Excerpts from a dataset →
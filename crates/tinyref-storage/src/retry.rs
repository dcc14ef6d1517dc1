//! Retry wrapper for transient durable-store failures.
//!
//! A primary failover or dropped connection should not surface to the
//! caller on the first attempt; operations are retried on a fixed
//! interval up to a capped attempt count, after which the failure is
//! fatal.

use std::future::Future;
use std::time::Duration;
use tinyref_core::BackendError;
use tracing::warn;
use typed_builder::TypedBuilder;

/// Retry schedule for transient MySQL errors.
#[derive(Debug, Clone, TypedBuilder)]
pub struct RetryPolicy {
    /// Total attempts before giving up, including the first.
    #[builder(default = 100)]
    pub max_attempts: u32,
    /// Fixed wait between attempts.
    #[builder(default = Duration::from_secs(1))]
    pub delay: Duration,
}

impl Default for RetryPolicy {
    fn default() -> Self {
        Self::builder().build()
    }
}

/// Whether an error is a recoverable connectivity failure worth retrying.
pub(crate) fn is_transient(err: &sqlx::Error) -> bool {
    matches!(
        err,
        sqlx::Error::Io(_)
            | sqlx::Error::Tls(_)
            | sqlx::Error::PoolTimedOut
            | sqlx::Error::PoolClosed
            | sqlx::Error::WorkerCrashed
    )
}

pub(crate) fn map_sqlx_error(err: sqlx::Error) -> BackendError {
    let message = err.to_string();

    if is_transient(&err) {
        return BackendError::Transient(message);
    }

    match err {
        sqlx::Error::ColumnIndexOutOfBounds { .. }
        | sqlx::Error::ColumnNotFound(_)
        | sqlx::Error::ColumnDecode { .. }
        | sqlx::Error::TypeNotFound { .. }
        | sqlx::Error::Decode(_)
        | sqlx::Error::RowNotFound => BackendError::InvalidData(message),
        _ => BackendError::Fatal(message),
    }
}

/// Runs `op`, retrying transient failures per `policy`.
///
/// Non-transient errors surface immediately; an exhausted budget becomes
/// [`BackendError::RetriesExhausted`].
pub(crate) async fn with_retry<T, F, Fut>(
    policy: &RetryPolicy,
    operation: &str,
    mut op: F,
) -> Result<T, BackendError>
where
    F: FnMut() -> Fut,
    Fut: Future<Output = Result<T, sqlx::Error>>,
{
    let mut attempts = 0u32;
    loop {
        match op().await {
            Ok(value) => return Ok(value),
            Err(err) if is_transient(&err) => {
                attempts += 1;
                if attempts == 1 {
                    warn!(operation, error = %err, "transient failure, retrying");
                }
                if attempts >= policy.max_attempts {
                    return Err(BackendError::RetriesExhausted {
                        attempts,
                        message: format!("{operation}: {err}"),
                    });
                }
                tokio::time::sleep(policy.delay).await;
            }
            Err(err) => return Err(map_sqlx_error(err)),
        }
    }
}
use crate::error::BackendError;
use crate::id::{GroupKey, MinifiedId};
use async_trait::async_trait;
use std::collections::HashMap;

/// Result type for backend operations.
pub type Result<T> = std::result::Result<T, BackendError>;

/// The contract every storage tier satisfies.
///
/// Tiers fall into two roles:
///
/// - **Sources of truth** allocate ids when asked to create and refuse
///   backfill ([`BackendError::Unsupported`]).
/// - **Caches** never allocate (they report misses as absent regardless
///   of `create_missing`) and accept backfill of already-resolved pairs.
///
/// Batch operations are primary; the single-item helpers are defined over
/// them. Batch results must contain an entry for every requested key, with
/// misses mapped to `None` rather than omitted or raised; only systemic
/// failures (connectivity, unsupported operations) surface as errors.
#[async_trait]
pub trait StorageBackend: Send + Sync + 'static {
    /// Resolves each string to its minified id under `group`.
    ///
    /// When `create_missing` is true and this tier is a source of truth,
    /// unmapped strings are assigned freshly allocated ids and persisted
    /// before returning.
    async fn get_ids(
        &self,
        strings: &[String],
        group: &GroupKey,
        create_missing: bool,
    ) -> Result<HashMap<String, Option<MinifiedId>>>;

    /// Resolves each minified id back to its original string.
    ///
    /// Ids are globally unique, so this direction takes no group key.
    async fn get_strings(&self, ids: &[MinifiedId])
        -> Result<HashMap<MinifiedId, Option<String>>>;

    /// Opportunistically stores already-resolved string→id pairs.
    ///
    /// Used by the resolver to backfill faster tiers after a deeper tier
    /// produced the results. Cache-capable tiers store both directions;
    /// sources of truth refuse with [`BackendError::Unsupported`].
    async fn cache_id_results(
        &self,
        results: &HashMap<String, MinifiedId>,
        group: &GroupKey,
    ) -> Result<()>;

    /// Symmetric backfill for id→string results.
    ///
    /// The group key of the original lookup is unknown here, so only the
    /// id→string direction can be populated.
    async fn cache_string_results(&self, results: &HashMap<MinifiedId, String>) -> Result<()>;

    /// Single-item form of [`get_ids`](StorageBackend::get_ids).
    async fn get_id(
        &self,
        string: &str,
        group: &GroupKey,
        create_missing: bool,
    ) -> Result<Option<MinifiedId>> {
        let mut result = self
            .get_ids(&[string.to_owned()], group, create_missing)
            .await?;
        Ok(result.remove(string).flatten())
    }

    /// Single-item form of [`get_strings`](StorageBackend::get_strings).
    async fn get_string(&self, id: &MinifiedId) -> Result<Option<String>> {
        let mut result = self.get_strings(std::slice::from_ref(id)).await?;
        Ok(result.remove(id).flatten())
    }
}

TASK BRIEF → Please find how many lines in the records hold "connectivity", then give that number with nothing else.

SOLUTION → 2